細見和之『ディアスポラを生きる詩人 金時鐘』

ディアスポラを生きる詩人 金時鐘

ディアスポラを生きる詩人 金時鐘

時鐘は詩作を読んでなくてむしろ入門として読んだ。済州島四・三事件から亡命のようにして日本にたどりついた在日の詩人の初期から現在までの活動を、詩への細かな読解を軸にたどり、「マイナー文学」としての「世界文学」を読む。

皇国少年として育ち、日本語に秀でた時鐘はしかし家では母は日本語を話せず、父は話せる日本語を使おうとはしなかったという。朝鮮語は日本の敗戦の後に必死で学んだものだという言語をめぐる様相を基盤に、在日詩人の日本語による詩作という幾重もの屈折を読み込んでいく。

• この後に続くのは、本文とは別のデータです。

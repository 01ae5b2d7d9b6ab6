//! Just enough Markdown for job descriptions scraped from boards that
//! return `**bold**`, `_italic_` and `# headings`.

use std::sync::OnceLock;

use regex::Regex;

struct Rules {
    heading: Regex,
    bold_stars: Regex,
    bold_underscores: Regex,
    italic_star: Regex,
    italic_underscore: Regex,
}

fn rules() -> &'static Rules {
    static RULES: OnceLock<Rules> = OnceLock::new();
    RULES.get_or_init(|| Rules {
        heading: Regex::new(r"(?m)^#+[ \t]*(.+?)[ \t]*$").expect("valid regex"),
        bold_stars: Regex::new(r"\*\*(.+?)\*\*").expect("valid regex"),
        bold_underscores: Regex::new(r"__(.+?)__").expect("valid regex"),
        italic_star: Regex::new(r"\*(.+?)\*").expect("valid regex"),
        italic_underscore: Regex::new(r"\b_(.+?)_\b").expect("valid regex"),
    })
}

/// Escapes text for an HTML body or a double-quoted attribute.
pub fn escape_html(text: &str) -> String {
    let mut out = String::with_capacity(text.len());
    for c in text.chars() {
        match c {
            '&' => out.push_str("&amp;"),
            '<' => out.push_str("&lt;"),
            '>' => out.push_str("&gt;"),
            '"' => out.push_str("&quot;"),
            '\'' => out.push_str("&#39;"),
            _ => out.push(c),
        }
    }
    out
}

/// Escapes `text`, then renders headings and bold as `<strong>`, italics as
/// `<em>`, and newlines as `<br>`.
pub fn markdown_to_html(text: &str) -> String {
    if text.is_empty() {
        return String::new();
    }
    let rules = rules();

    let text = text
        .replace("\\-", "-")
        .replace("\\*", "*")
        .replace("\\_", "_")
        .replace("\r\n", "\n");
    let text = escape_html(&text);

    let text = rules.heading.replace_all(&text, "<strong>$1</strong>");
    let text = rules.bold_stars.replace_all(&text, "<strong>$1</strong>");
    let text = rules.bold_underscores.replace_all(&text, "<strong>$1</strong>");
    let text = rules.italic_star.replace_all(&text, "<em>$1</em>");
    let text = rules.italic_underscore.replace_all(&text, "<em>$1</em>");

    text.replace('\n', "<br>")
}
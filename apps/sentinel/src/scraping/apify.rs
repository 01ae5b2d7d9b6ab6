//! Minimal Apify REST client: start an actor run, long-poll it, fetch its dataset.

use serde::de::DeserializeOwned;
use serde::Deserialize;
use thiserror::Error;

const BASE_URL: &str = "https://api.apify.com/v2";
/// `waitForFinish=60` per poll, so this allows roughly half an hour per run.
const MAX_POLLS: u32 = 30;

#[derive(Debug, Error)]
pub enum ApifyError {
    #[error("HTTP error: {0}")]
    Http(#[from] reqwest::Error),

    #[error("API error (status {status}): {message}")]
    Api { status: u16, message: String },

    #[error("Actor run ended with status {0}")]
    RunFailed(String),

    #[error("Actor run {0} did not finish in time")]
    Timeout(String),
}

pub type Result<T> = std::result::Result<T, ApifyError>;

/// Wrapper for Apify API responses.
#[derive(Debug, Clone, Deserialize)]
pub struct ApiResponse<T> {
    pub data: T,
}

/// Apify actor run metadata.
#[derive(Debug, Clone, Deserialize)]
pub struct RunData {
    pub id: String,
    pub status: String,
    #[serde(rename = "defaultDatasetId")]
    pub default_dataset_id: String,
}

/// Maps a run status to done / failed / still running.
fn run_outcome(status: &str) -> Option<Result<()>> {
    match status {
        "SUCCEEDED" => Some(Ok(())),
        "FAILED" | "ABORTED" | "TIMED-OUT" => Some(Err(ApifyError::RunFailed(status.to_string()))),
        _ => None,
    }
}

#[derive(Clone)]
pub struct ApifyClient {
    client: reqwest::Client,
    token: String,
}

impl ApifyClient {
    pub fn new(token: String) -> Self {
        Self {
            client: reqwest::Client::new(),
            token,
        }
    }

    /// Start an actor run with the given input. Returns immediately with run metadata.
    pub async fn start_run(&self, actor_id: &str, input: &serde_json::Value) -> Result<RunData> {
        let url = format!("{}/acts/{}/runs", BASE_URL, actor_id);
        let resp = self
            .client
            .post(&url)
            .bearer_auth(&self.token)
            .json(input)
            .send()
            .await?;

        let api_resp: ApiResponse<RunData> = check(resp).await?.json().await?;
        Ok(api_resp.data)
    }

    /// Poll until a run completes, using `waitForFinish=60` long-polling.
    pub async fn wait_for_run(&self, run_id: &str) -> Result<RunData> {
        for _ in 0..MAX_POLLS {
            let url = format!("{}/actor-runs/{}?waitForFinish=60", BASE_URL, run_id);
            let resp = self
                .client
                .get(&url)
                .bearer_auth(&self.token)
                .send()
                .await?;

            let api_resp: ApiResponse<RunData> = check(resp).await?.json().await?;
            match run_outcome(&api_resp.data.status) {
                Some(Ok(())) => return Ok(api_resp.data),
                Some(Err(e)) => return Err(e),
                None => {
                    tracing::debug!(run_id, status = %api_resp.data.status, "Run still in progress");
                }
            }
        }
        Err(ApifyError::Timeout(run_id.to_string()))
    }

    /// Fetch dataset items from a completed run.
    pub async fn get_dataset_items<T: DeserializeOwned>(&self, dataset_id: &str) -> Result<Vec<T>> {
        let url = format!("{}/datasets/{}/items?format=json&clean=true", BASE_URL, dataset_id);
        let resp = self
            .client
            .get(&url)
            .bearer_auth(&self.token)
            .send()
            .await?;

        Ok(check(resp).await?.json().await?)
    }

    /// Start, poll and fetch in one go.
    pub async fn run_actor<T: DeserializeOwned>(
        &self,
        actor_id: &str,
        input: &serde_json::Value,
    ) -> Result<Vec<T>> {
        let run = self.start_run(actor_id, input).await?;
        tracing::info!(actor_id, run_id = %run.id, "Apify run started, polling for completion");

        let completed = self.wait_for_run(&run.id).await?;
        tracing::debug!(
            run_id = %completed.id,
            dataset_id = %completed.default_dataset_id,
            "Run completed, fetching results"
        );

        self.get_dataset_items(&completed.default_dataset_id).await
    }
}

async fn check(resp: reqwest::Response) -> Result<reqwest::Response> {
    let status = resp.status();
    if status.is_success() {
        return Ok(resp);
    }
    let body = resp.text().await.unwrap_or_default();
    Err(ApifyError::Api {
        status: status.as_u16(),
        message: body,
    })
}
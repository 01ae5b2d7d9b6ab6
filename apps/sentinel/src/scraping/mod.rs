//! Job-board scraping — pluggable source trait plus the multi-query driver.

pub mod apify;
pub mod boards;

use std::collections::HashSet;

use async_trait::async_trait;
use chrono::{DateTime, Duration, Utc};
use serde_json::Value;
use tracing::{info, warn};

use crate::errors::SentinelError;
use crate::models::job::{JobPosting, Site};
use crate::scraping::apify::ApifyClient;

/// One board search: a single term in a single location.
#[derive(Debug, Clone, PartialEq)]
pub struct SearchQuery {
    pub site: Site,
    pub term: String,
    pub location: String,
    pub results_wanted: u32,
    pub hours_old: u32,
}

/// The scraping seam. Implement this to swap how postings are fetched.
#[async_trait]
pub trait JobSource: Send + Sync {
    async fn search(&self, query: &SearchQuery) -> Result<Vec<JobPosting>, SentinelError>;
}

/// Scrapes boards through their Apify actors.
pub struct ApifyJobSource {
    client: ApifyClient,
}

impl ApifyJobSource {
    pub fn new(client: ApifyClient) -> Self {
        Self { client }
    }
}

#[async_trait]
impl JobSource for ApifyJobSource {
    async fn search(&self, query: &SearchQuery) -> Result<Vec<JobPosting>, SentinelError> {
        let input = boards::actor_input(query);
        let items: Vec<Value> = self
            .client
            .run_actor(boards::actor_id(query.site), &input)
            .await?;

        Ok(items
            .iter()
            .filter_map(|item| boards::normalize_item(item, query))
            .collect())
    }
}

/// Parameters for a full scrape across sites, terms and locations.
#[derive(Debug, Clone)]
pub struct ScrapePlan<'a> {
    pub sites: &'a [Site],
    pub search_terms: &'a [String],
    pub locations: &'a [String],
    pub results_wanted: u32,
    pub hours_old: u32,
}

impl ScrapePlan<'_> {
    pub fn queries(&self) -> Vec<SearchQuery> {
        let mut queries = Vec::new();
        for term in self.search_terms {
            for location in self.locations {
                for site in self.sites {
                    queries.push(SearchQuery {
                        site: *site,
                        term: term.clone(),
                        location: location.clone(),
                        results_wanted: self.results_wanted,
                        hours_old: self.hours_old,
                    });
                }
            }
        }
        queries
    }
}

/// Runs every query, skipping failing ones, and returns postings that are
/// recent enough and unique by `job_key` (first occurrence wins).
pub async fn scrape_multiple_queries(
    source: &dyn JobSource,
    plan: &ScrapePlan<'_>,
    now: DateTime<Utc>,
) -> Vec<JobPosting> {
    // A window reaching before the calendar's start keeps every posting.
    let cutoff = now
        .checked_sub_signed(Duration::hours(i64::from(plan.hours_old)))
        .map(|t| t.date_naive());
    let mut seen = HashSet::new();
    let mut jobs = Vec::new();

    for query in plan.queries() {
        info!(
            site = %query.site,
            term = %query.term,
            location = %query.location,
            "Searching"
        );

        let found = match source.search(&query).await {
            Ok(found) => found,
            Err(e) => {
                warn!(site = %query.site, term = %query.term, "Query failed, skipping: {e}");
                continue;
            }
        };

        let before = jobs.len();
        let total = found.len();
        for job in found {
            if cutoff.is_some_and(|cutoff| job.date_posted.is_some_and(|d| d < cutoff)) {
                continue;
            }
            if seen.insert(job.job_key()) {
                jobs.push(job);
            }
        }
        info!(found = total, kept = jobs.len() - before, "Query finished");
    }

    info!(count = jobs.len(), "Scraped unique postings");
    jobs
}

広言してこなかったので、それまで読んでいた詩に済州島事件の体験が折り込まれていることに気がついていなかったという衝撃を受けた著者やその知人の驚愕が印象的だった。

金時鐘岩波新書『朝鮮と日本に生きる』で、済州島での弾圧虐殺と抵抗のありさまが無数の人の死を間近に見た場所から生々しく描かれていたのを覚えているくらいだけれど、本書で帰国事業に対する疑問が糾弾を呼び込み十年活動が阻害されていたことは初めて知った。 

また大阪ではくず鉄を拾って売りさばく在日がアパッチ族と呼ばれていて、開高健の『日本三文オペラ』はアパッチ族を書いた快作だけど、金時鐘自身がアパッチ族でもあって、開高の妻牧羊子が詩人で金時鐘と知り合いだったので時鐘にも取材して書かれた、という話は意外な驚きがある。

著者が時鐘のコスモポリタニズムへの警戒心について以下のように述べている箇所は重要だろう。

このあたりの「コスモポリタニズム」にたいする強い嫌悪は、「日本人」にはなかなかピンと来ないかもしれない。しかし、自分は差別と無縁だと思っている「日本人」によって「在日朝鮮人」にたいしてしばしば発せられてきた、「日本人か朝鮮人かというまえに同じ人間ではないか」という語り方は、実際は自明のごとく「日本人」への「同化」を迫るものでしかなかった。件の寛大な「コスモポリタン」の日本人は「だから一緒に君が代を歌おう」としばしば平気で言葉をつづけるのだ。その事実は繰り返し想起されるべきだろう。(163P)

細見和之といえば岩波の思考のフロンティア叢書の名著のひとつ『アイデンティティ・他者性』の著者と記憶していて(もうひとつは岡真理『記憶・物語』か)、そこで扱っていた時鐘についての思考をようやく一冊にまとめられた著作となっている。

金時鐘は元山に生まれたというけれど、ここは後藤明生が通った中学のあるところで、朝鮮で日本語教育を受けた在日朝鮮人と、朝鮮で生まれ戦後日本に引揚げてきた日本人のこの微妙なすれ違い。この二人の植民地体験の距離は、どれほどだろうか、と。